Exercise brief >>
Look through the entries that follow and count the lines with the word "ConfirmationCall". The reply is that number alone.

==== Material for the task ====

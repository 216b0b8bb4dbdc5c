// Copyright (C) 2026 Fred Clausen
// Use of this source code is governed by an MIT-style
// license that can be found in the LICENSE file or at
// https://opensource.org/licenses/MIT.

use crate::tests::helpers::{
    booked_today, create_test_roster, create_test_worker, day, number, showed_today, today,
};
use crate::{
    Command, ConfirmationCall, CoreError, FollowUp, Roster, SinkTarget, TransitionResult, apply,
};
use doorbook_domain::{
    AttendanceToday, BookingStatus, DomainError, SeasonType, TerminationReason, WillCallReason,
};
use doorbook_events::ChangeEvent;

#[test]
fn test_mark_showed_sets_attendance_and_counts_day() {
    let roster: Roster =
        create_test_roster(SeasonType::Individual, vec![booked_today("100", "Ng")]);

    let result: TransitionResult = apply(
        &roster,
        Command::MarkShowed {
            worker_number: number("100"),
        },
        today(),
    )
    .unwrap();

    let worker = result.new_roster.worker(&number("100")).unwrap();
    assert_eq!(worker.attendance, AttendanceToday::Showed { date: today() });
    assert_eq!(worker.days_worked, 1);
    assert!(matches!(worker.booking_status, BookingStatus::Today { .. }));
    assert_eq!(
        result.follow_up,
        Some(FollowUp::ChooseNextBooking {
            worker_number: number("100"),
            earliest: day("2026-06-16"),
        })
    );
}

#[test]
fn test_mark_showed_emits_roster_changed_event() {
    let roster: Roster =
        create_test_roster(SeasonType::Individual, vec![booked_today("100", "Ng")]);

    let result: TransitionResult = apply(
        &roster,
        Command::MarkShowed {
            worker_number: number("100"),
        },
        today(),
    )
    .unwrap();

    match result.event.unwrap() {
        ChangeEvent::RosterChanged {
            action,
            date,
            affected,
        } => {
            assert_eq!(action.name, "MarkShowed");
            assert!(action.details.unwrap().contains("100"));
            assert_eq!(date, today());
            assert_eq!(affected, vec![number("100")]);
        }
        other => panic!("unexpected event {other:?}"),
    }
}

#[test]
fn test_mark_showed_twice_counts_one_day() {
    let roster: Roster =
        create_test_roster(SeasonType::Individual, vec![booked_today("100", "Ng")]);
    let command = Command::MarkShowed {
        worker_number: number("100"),
    };

    let first: TransitionResult = apply(&roster, command.clone(), today()).unwrap();
    let second: TransitionResult = apply(&first.new_roster, command, today()).unwrap();

    assert!(!second.is_change());
    assert!(second.follow_up.is_some());
    assert_eq!(second.new_roster, first.new_roster);
    assert_eq!(
        second.new_roster.worker(&number("100")).unwrap().days_worked,
        1
    );
}

#[test]
fn test_mark_showed_accepts_calendar_booking_for_today() {
    let worker = create_test_worker(
        "100",
        "Ng",
        BookingStatus::Calendar {
            booked_date: today(),
        },
    );
    let roster: Roster = create_test_roster(SeasonType::Individual, vec![worker]);

    let result = apply(
        &roster,
        Command::MarkShowed {
            worker_number: number("100"),
        },
        today(),
    );

    assert!(result.is_ok());
}

#[test]
fn test_mark_showed_rejects_worker_not_due() {
    let worker = create_test_worker(
        "100",
        "Ng",
        BookingStatus::Calendar {
            booked_date: day("2026-06-16"),
        },
    );
    let roster: Roster = create_test_roster(SeasonType::Individual, vec![worker]);

    let result = apply(
        &roster,
        Command::MarkShowed {
            worker_number: number("100"),
        },
        today(),
    );

    assert_eq!(
        result.unwrap_err(),
        CoreError::NotDueToday {
            worker_number: number("100"),
            date: today(),
        }
    );
}

#[test]
fn test_unknown_worker_is_not_found() {
    let roster: Roster = create_test_roster(SeasonType::Individual, Vec::new());

    let err: CoreError = apply(
        &roster,
        Command::MarkShowed {
            worker_number: number("404"),
        },
        today(),
    )
    .unwrap_err();

    assert!(err.is_not_found());
}

#[test]
fn test_rebook_requires_future_date() {
    let roster: Roster =
        create_test_roster(SeasonType::Individual, vec![showed_today("100", "Ng")]);

    for date in [today(), day("2026-06-01")] {
        let err: CoreError = apply(
            &roster,
            Command::Rebook {
                worker_number: number("100"),
                date,
            },
            today(),
        )
        .unwrap_err();
        assert!(matches!(
            err,
            CoreError::DomainViolation(DomainError::RebookDateNotInFuture { .. })
        ));
    }
}

#[test]
fn test_rebook_to_future_date_sets_calendar_status() {
    let roster: Roster =
        create_test_roster(SeasonType::Individual, vec![showed_today("100", "Ng")]);

    let result: TransitionResult = apply(
        &roster,
        Command::Rebook {
            worker_number: number("100"),
            date: day("2026-06-18"),
        },
        today(),
    )
    .unwrap();

    let worker = result.new_roster.worker(&number("100")).unwrap();
    assert_eq!(
        worker.booking_status,
        BookingStatus::Calendar {
            booked_date: day("2026-06-18"),
        }
    );
    assert!(worker.showed_on(today()));
}

#[test]
fn test_mark_will_call_clears_booked_date() {
    let roster: Roster =
        create_test_roster(SeasonType::Individual, vec![showed_today("100", "Ng")]);

    let result: TransitionResult = apply(
        &roster,
        Command::MarkWillCall {
            worker_number: number("100"),
        },
        today(),
    )
    .unwrap();

    let status: BookingStatus = result.new_roster.worker(&number("100")).unwrap().booking_status;
    assert_eq!(
        status,
        BookingStatus::WdrTnb {
            sub_status: WillCallReason::Wdr,
        }
    );
    assert_eq!(status.booked_date(), None);
}

#[test]
fn test_bulk_move_is_all_or_nothing() {
    let roster: Roster = create_test_roster(
        SeasonType::Individual,
        vec![booked_today("100", "Ng"), booked_today("101", "Ortiz")],
    );

    let err: CoreError = apply(
        &roster,
        Command::MoveToSink {
            worker_numbers: vec![number("100"), number("999")],
            target: SinkTarget::Terminated(TerminationReason::Quit),
        },
        today(),
    )
    .unwrap_err();

    assert_eq!(err, CoreError::WorkerNotFound(number("999")));
    assert!(matches!(
        roster.worker(&number("100")).unwrap().booking_status,
        BookingStatus::Today { .. }
    ));
}

#[test]
fn test_bulk_move_to_sink_ignores_duplicates() {
    let roster: Roster = create_test_roster(
        SeasonType::Individual,
        vec![booked_today("100", "Ng"), booked_today("101", "Ortiz")],
    );

    let result: TransitionResult = apply(
        &roster,
        Command::MoveToSink {
            worker_numbers: vec![number("100"), number("101"), number("100")],
            target: SinkTarget::Terminated(TerminationReason::Fired),
        },
        today(),
    )
    .unwrap();

    for worker in &result.new_roster.workers {
        assert_eq!(
            worker.booking_status,
            BookingStatus::QuitFired {
                sub_status: TerminationReason::Fired,
            }
        );
    }
    match result.event.unwrap() {
        ChangeEvent::RosterChanged { affected, .. } => assert_eq!(affected.len(), 2),
        other => panic!("unexpected event {other:?}"),
    }
}

#[test]
fn test_empty_selection_is_rejected() {
    let roster: Roster =
        create_test_roster(SeasonType::Individual, vec![booked_today("100", "Ng")]);

    let err: CoreError = apply(
        &roster,
        Command::MoveToDate {
            worker_numbers: Vec::new(),
            date: day("2026-06-20"),
        },
        today(),
    )
    .unwrap_err();

    assert_eq!(err, CoreError::EmptySelection);
}

#[test]
fn test_move_to_date_rebooks_out_of_sink() {
    let worker = create_test_worker(
        "100",
        "Ng",
        BookingStatus::WdrTnb {
            sub_status: WillCallReason::Tnb,
        },
    );
    let roster: Roster = create_test_roster(SeasonType::Individual, vec![worker]);

    let result: TransitionResult = apply(
        &roster,
        Command::MoveToDate {
            worker_numbers: vec![number("100")],
            date: day("2026-06-20"),
        },
        today(),
    )
    .unwrap();

    assert_eq!(
        result.new_roster.worker(&number("100")).unwrap().booking_status,
        BookingStatus::Calendar {
            booked_date: day("2026-06-20"),
        }
    );
}

#[test]
fn test_confirmation_applies_to_next_day_bookings() {
    let next_day = create_test_worker(
        "100",
        "Ng",
        BookingStatus::NextDay {
            booked_date: today(),
        },
    );
    let tomorrow = create_test_worker(
        "101",
        "Ortiz",
        BookingStatus::Calendar {
            booked_date: day("2026-06-16"),
        },
    );
    let roster: Roster = create_test_roster(SeasonType::Individual, vec![next_day, tomorrow]);

    let first: TransitionResult = apply(
        &roster,
        Command::RecordConfirmation {
            worker_number: number("100"),
            call: ConfirmationCall::ToggleConfirmed,
        },
        today(),
    )
    .unwrap();
    let second: TransitionResult = apply(
        &first.new_roster,
        Command::RecordConfirmation {
            worker_number: number("101"),
            call: ConfirmationCall::LeftMessage,
        },
        today(),
    )
    .unwrap();

    let roster: Roster = second.new_roster;
    assert!(roster.worker(&number("100")).unwrap().confirmation.confirmed);
    assert_eq!(
        roster.worker(&number("101")).unwrap().confirmation.left_message,
        1
    );
    assert_eq!(
        roster.worker(&number("101")).unwrap().booking_status,
        BookingStatus::Calendar {
            booked_date: day("2026-06-16"),
        }
    );
}

#[test]
fn test_confirmation_rejects_other_bookings() {
    let roster: Roster =
        create_test_roster(SeasonType::Individual, vec![booked_today("100", "Ng")]);

    let err: CoreError = apply(
        &roster,
        Command::RecordConfirmation {
            worker_number: number("100"),
            call: ConfirmationCall::NotAvailable,
        },
        today(),
    )
    .unwrap_err();

    assert_eq!(err, CoreError::NotBookedForNextDay(number("100")));
}

#[test]
fn test_finalized_day_rejects_attendance_changes() {
    let mut roster: Roster =
        create_test_roster(SeasonType::Individual, vec![booked_today("100", "Ng")]);
    roster.finalized_on = Some(today());

    let err: CoreError = apply(
        &roster,
        Command::MarkShowed {
            worker_number: number("100"),
        },
        today(),
    )
    .unwrap_err();

    assert_eq!(err, CoreError::AttendanceFinalized(today()));
}

#[test]
fn test_finalized_day_still_allows_rebooking() {
    let mut roster: Roster =
        create_test_roster(SeasonType::Individual, vec![showed_today("100", "Ng")]);
    roster.finalized_on = Some(today());

    let result = apply(
        &roster,
        Command::Rebook {
            worker_number: number("100"),
            date: day("2026-06-17"),
        },
        today(),
    );

    assert!(result.is_ok());
}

====

Answer space >>
4